Loading JDBC datasets incrementally¤

Introduction¤

This tutorial walks you through the process of loading data incrementally from a JDBC Dataset (relational database Table) into a Knowledge Graph.

Info

The complete tutorial is available as a project file. You can import this project:

by using the web interface (Create → Project → Import project file) or
by using the command line interface

cmemc -c my-cmem project import tutorial-webapi.project.zip web-api

Example SQL query for selecting a predefined range of rows

We use the LIMIT and OFFSET clauses in SQL to retrieve only a portion of rows. This prevents loading all data at once from a table, SQL Query with OFFSET AND LIMIT:

SELECT * FROM services OFFSET 0 LIMIT 5

This query retrieves the first 5 rows of a table named “services”. If the OFFSET is changed to 5, it will retrieve the next 5 rows.

1 Create the JDBC dataset¤

To extract data from a relational database, you need to first register a JDBC endpoint in Corporate Memory. This tutorial assumes that you have access to the relational database from the Corporate Memory instance.

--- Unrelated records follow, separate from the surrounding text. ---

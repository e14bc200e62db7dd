use std::path::{Path, PathBuf};
use std::sync::Arc;

use async_trait::async_trait;
use tokio::fs;
use tracing::{debug, info};

use crate::auth::HubAuth;
use crate::internal::fetcher::structs::{
    FetchRequest, SnapshotSummary, TransferError,
};
use crate::internal::fetcher::traits::snapshot_transfer::SnapshotTransfer;
use crate::internal::hub::functions::get_repo_info::{get_repo_info, RepoRef};
use crate::internal::remote_file::downloader::traits::download::DownloadHook;
use crate::remote_file::{DownloadResult, RemoteFile, RemoteFileData};

use super::cache_layout::CacheLayout;
use super::link::link_or_copy;

/// 按文件生成下载钩子（如进度条）
pub type FileHookFactory =
    dyn Fn(&RemoteFileData) -> Box<dyn DownloadHook> + Send + Sync;

/// 基于 Hub HTTP 接口的快照下载器，逐个顺序下载文件。
#[derive(Clone)]
pub struct SnapshotDownloader {
    hub_auth: HubAuth,
    cache_dir: Option<PathBuf>,
    verify_checksum: bool,
    file_hook: Option<Arc<FileHookFactory>>,
}

impl std::fmt::Debug for SnapshotDownloader {
    fn fmt(&self, f: &mut std::fmt::Formatter<'_>) -> std::fmt::Result {
        f.debug_struct("SnapshotDownloader")
            .field("hub_auth", &self.hub_auth)
            .field("cache_dir", &self.cache_dir)
            .field("verify_checksum", &self.verify_checksum)
            .field("file_hook", &self.file_hook.is_some())
            .finish()
    }
}

/// 仓库内相对路径（`/` 分隔，已校验）映射到本地路径
fn local_path(root: &Path, relative: &str) -> PathBuf {
    relative
        .split('/')
        .fold(root.to_path_buf(), |acc, seg| acc.join(seg))
}

impl SnapshotDownloader {
    pub fn new(hub_auth: HubAuth) -> Self {
        Self {
            hub_auth,
            cache_dir: None,
            verify_checksum: true,
            file_hook: None,
        }
    }

    /// 共享缓存目录，仅在链接模式下使用；未设置时按环境变量解析。
    pub fn cache_dir(mut self, dir: impl Into<PathBuf>) -> Self {
        self.cache_dir = Some(dir.into());
        self
    }

    pub fn verify_checksum(mut self, verify: bool) -> Self {
        self.verify_checksum = verify;
        self
    }

    /// 为每个文件的下载注册一个钩子。
    pub fn with_file_hook<F>(mut self, factory: F) -> Self
    where
        F: Fn(&RemoteFileData) -> Box<dyn DownloadHook> + Send + Sync + 'static,
    {
        self.file_hook = Some(Arc::new(factory));
        self
    }

    /// 列出快照中的全部文件，下载地址固定到解析出的提交。
    pub async fn list_files(
        &self,
        request: &FetchRequest,
    ) -> Result<(String, Vec<RemoteFile>), TransferError> {
        let repo = RepoRef {
            repo_type: request.repo_type,
            repo_id: &request.repository_id,
            revision: &request.revision,
        };
        let repo_info = get_repo_info(&self.hub_auth, &repo).await?;
        let revision_sha = repo_info
            .sha
            .clone()
            .unwrap_or_else(|| request.revision.clone());
        let files = RemoteFile::from_repo_info(&self.hub_auth, repo_info, &repo)?;
        Ok((revision_sha, files))
    }

    async fn download_to(
        &self,
        file: &RemoteFile,
        save_path: &Path,
        resume: bool,
    ) -> Result<DownloadResult, TransferError> {
        let mut downloader = file
            .build_downloader()
            .save_to(save_path)
            .resume(resume)
            .verify_checksum(self.verify_checksum);

        if let Some(factory) = &self.file_hook {
            downloader = downloader.with_boxed_hook(factory(&file.data));
        }

        downloader
            .send()
            .await
            .map_err(|source| TransferError::Download {
                file: file.data.relative_path.clone(),
                source,
            })
    }

    /// 链接模式：先下载到缓存 blob，再在目标位置创建链接。
    async fn download_linked(
        &self,
        file: &RemoteFile,
        cache: &CacheLayout,
        blob: &str,
        target: &Path,
        resume: bool,
    ) -> Result<DownloadResult, TransferError> {
        let blob_path =
            cache.blob_path(file.data.repo_type, &file.data.repo_id, blob);

        let result = self.download_to(file, &blob_path, resume).await?;

        if let Some(parent) = target.parent() {
            fs::create_dir_all(parent).await.map_err(|source| {
                TransferError::CreateDir {
                    path: parent.to_path_buf(),
                    source,
                }
            })?;
        }

        // 相对路径的链接会相对链接所在目录解析
        let blob_path = std::path::absolute(&blob_path).unwrap_or(blob_path);

        let how = link_or_copy(&blob_path, target).await.map_err(|source| {
            TransferError::Link {
                link: target.to_path_buf(),
                source,
            }
        })?;
        debug!(
            file = %file.data.relative_path,
            blob = %blob_path.display(),
            ?how,
            "已放置到目标目录"
        );

        Ok(result)
    }
}

#[async_trait]
impl SnapshotTransfer for SnapshotDownloader {
    async fn retrieve_snapshot(
        &self,
        request: &FetchRequest,
    ) -> Result<SnapshotSummary, TransferError> {
        let (revision_sha, files) = self.list_files(request).await?;

        info!(
            repo = %request.repository_id,
            revision = %revision_sha,
            files = files.len(),
            "开始下载快照"
        );

        let cache = if request.use_symlinks {
            Some(
                CacheLayout::resolve(self.cache_dir.as_deref())
                    .ok_or(TransferError::NoCacheDir)?,
            )
        } else {
            None
        };

        let mut summary = SnapshotSummary {
            revision_sha,
            files_total: files.len(),
            ..Default::default()
        };

        for file in &files {
            let target =
                local_path(&request.destination_path, &file.data.relative_path);

            let result = match (&cache, file.data.cache_blob_name()) {
                (Some(cache), Some(blob)) => {
                    self.download_linked(file, cache, blob, &target, request.resume)
                        .await?
                }
                _ => self.download_to(file, &target, request.resume).await?,
            };

            match result {
                DownloadResult::AlreadyComplete => summary.files_skipped += 1,
                DownloadResult::Saved { bytes_written, .. } => {
                    summary.files_downloaded += 1;
                    summary.bytes_downloaded += bytes_written;
                }
            }
        }

        Ok(summary)
    }
}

In Corporate Memory, click Projects under BUILD in the navigation on the left side of the page.
Click Create at the top of the page.
In Create new item window, select Project and click Add. The Create new item of type Project window appears.
In the Create new item window, select Dataset under Item Type, search for JDBC endpoint, and click Add.
Provide the required configuration details for JDBC endpoint:
- Label: Provide a table name.
- Description: Optionally describe your table.
- JDBC Driver Connection URL: Provide the JDBC connection. In this tutorial, we use a MySQL database. The database server is named mysql and the database is named serviceDB.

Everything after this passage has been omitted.